● Exercise aim:
Pull every line from the records that has the word "delta" in it.

● Source information:
------------------------------------------------------------

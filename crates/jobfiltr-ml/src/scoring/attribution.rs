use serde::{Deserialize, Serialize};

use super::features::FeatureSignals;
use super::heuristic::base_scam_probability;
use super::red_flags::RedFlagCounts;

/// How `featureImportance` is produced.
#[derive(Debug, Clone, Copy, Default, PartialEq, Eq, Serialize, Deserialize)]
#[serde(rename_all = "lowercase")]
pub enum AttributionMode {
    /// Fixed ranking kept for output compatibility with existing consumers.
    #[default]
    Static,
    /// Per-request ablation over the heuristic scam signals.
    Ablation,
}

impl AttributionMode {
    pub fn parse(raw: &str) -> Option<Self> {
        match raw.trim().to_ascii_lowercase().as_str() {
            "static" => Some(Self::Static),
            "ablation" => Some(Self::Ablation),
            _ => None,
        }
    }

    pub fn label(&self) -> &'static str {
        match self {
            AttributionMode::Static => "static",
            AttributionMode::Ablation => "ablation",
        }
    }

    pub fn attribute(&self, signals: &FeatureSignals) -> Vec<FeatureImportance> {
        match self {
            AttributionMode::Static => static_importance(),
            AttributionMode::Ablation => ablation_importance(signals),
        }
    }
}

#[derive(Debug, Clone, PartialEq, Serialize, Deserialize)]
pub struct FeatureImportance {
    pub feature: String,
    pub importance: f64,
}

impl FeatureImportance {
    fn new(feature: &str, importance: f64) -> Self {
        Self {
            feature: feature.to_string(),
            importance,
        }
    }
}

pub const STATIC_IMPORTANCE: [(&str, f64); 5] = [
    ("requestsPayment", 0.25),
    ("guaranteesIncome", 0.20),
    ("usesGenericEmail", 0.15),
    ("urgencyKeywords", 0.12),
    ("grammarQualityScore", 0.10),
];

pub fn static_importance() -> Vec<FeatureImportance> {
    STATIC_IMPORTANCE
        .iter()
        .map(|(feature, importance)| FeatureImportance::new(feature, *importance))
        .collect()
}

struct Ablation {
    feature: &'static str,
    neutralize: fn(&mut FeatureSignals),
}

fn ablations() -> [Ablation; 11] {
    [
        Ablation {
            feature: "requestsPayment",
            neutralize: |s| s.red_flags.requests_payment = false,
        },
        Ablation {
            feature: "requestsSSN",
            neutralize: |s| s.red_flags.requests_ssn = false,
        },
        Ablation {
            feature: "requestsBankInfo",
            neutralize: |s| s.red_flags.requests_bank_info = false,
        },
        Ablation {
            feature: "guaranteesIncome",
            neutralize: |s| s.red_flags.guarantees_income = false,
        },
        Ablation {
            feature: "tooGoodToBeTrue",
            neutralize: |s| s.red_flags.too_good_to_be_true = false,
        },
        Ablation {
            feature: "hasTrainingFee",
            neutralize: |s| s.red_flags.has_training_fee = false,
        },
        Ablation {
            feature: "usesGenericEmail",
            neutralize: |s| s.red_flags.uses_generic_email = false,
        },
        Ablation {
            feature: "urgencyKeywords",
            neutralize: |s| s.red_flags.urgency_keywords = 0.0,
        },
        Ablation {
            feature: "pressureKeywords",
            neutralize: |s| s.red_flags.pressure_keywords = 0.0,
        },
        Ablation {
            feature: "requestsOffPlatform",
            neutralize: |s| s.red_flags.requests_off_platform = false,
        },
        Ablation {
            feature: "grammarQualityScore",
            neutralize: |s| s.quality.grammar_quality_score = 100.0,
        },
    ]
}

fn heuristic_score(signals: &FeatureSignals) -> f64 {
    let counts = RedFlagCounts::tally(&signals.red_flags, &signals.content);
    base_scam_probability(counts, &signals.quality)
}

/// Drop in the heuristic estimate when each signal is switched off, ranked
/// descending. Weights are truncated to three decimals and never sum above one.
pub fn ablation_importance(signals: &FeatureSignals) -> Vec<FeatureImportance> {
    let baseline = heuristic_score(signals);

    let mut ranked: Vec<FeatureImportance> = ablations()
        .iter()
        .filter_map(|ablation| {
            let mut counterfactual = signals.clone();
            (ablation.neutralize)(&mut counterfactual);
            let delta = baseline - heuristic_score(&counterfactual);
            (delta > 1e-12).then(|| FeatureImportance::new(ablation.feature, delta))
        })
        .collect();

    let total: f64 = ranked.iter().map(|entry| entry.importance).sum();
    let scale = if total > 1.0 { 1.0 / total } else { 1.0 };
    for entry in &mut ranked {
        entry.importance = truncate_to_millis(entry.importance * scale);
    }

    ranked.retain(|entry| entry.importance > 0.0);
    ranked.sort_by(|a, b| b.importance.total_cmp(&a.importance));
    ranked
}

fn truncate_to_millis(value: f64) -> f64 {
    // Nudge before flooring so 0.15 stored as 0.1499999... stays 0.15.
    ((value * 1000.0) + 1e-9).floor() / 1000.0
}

------------------------------------------------------------

● Exercise answer:
            let delta = baseline - heuristic_score(&counterfactual);
            (delta > 1e-12).then(|| FeatureImportance::new(ablation.feature, delta))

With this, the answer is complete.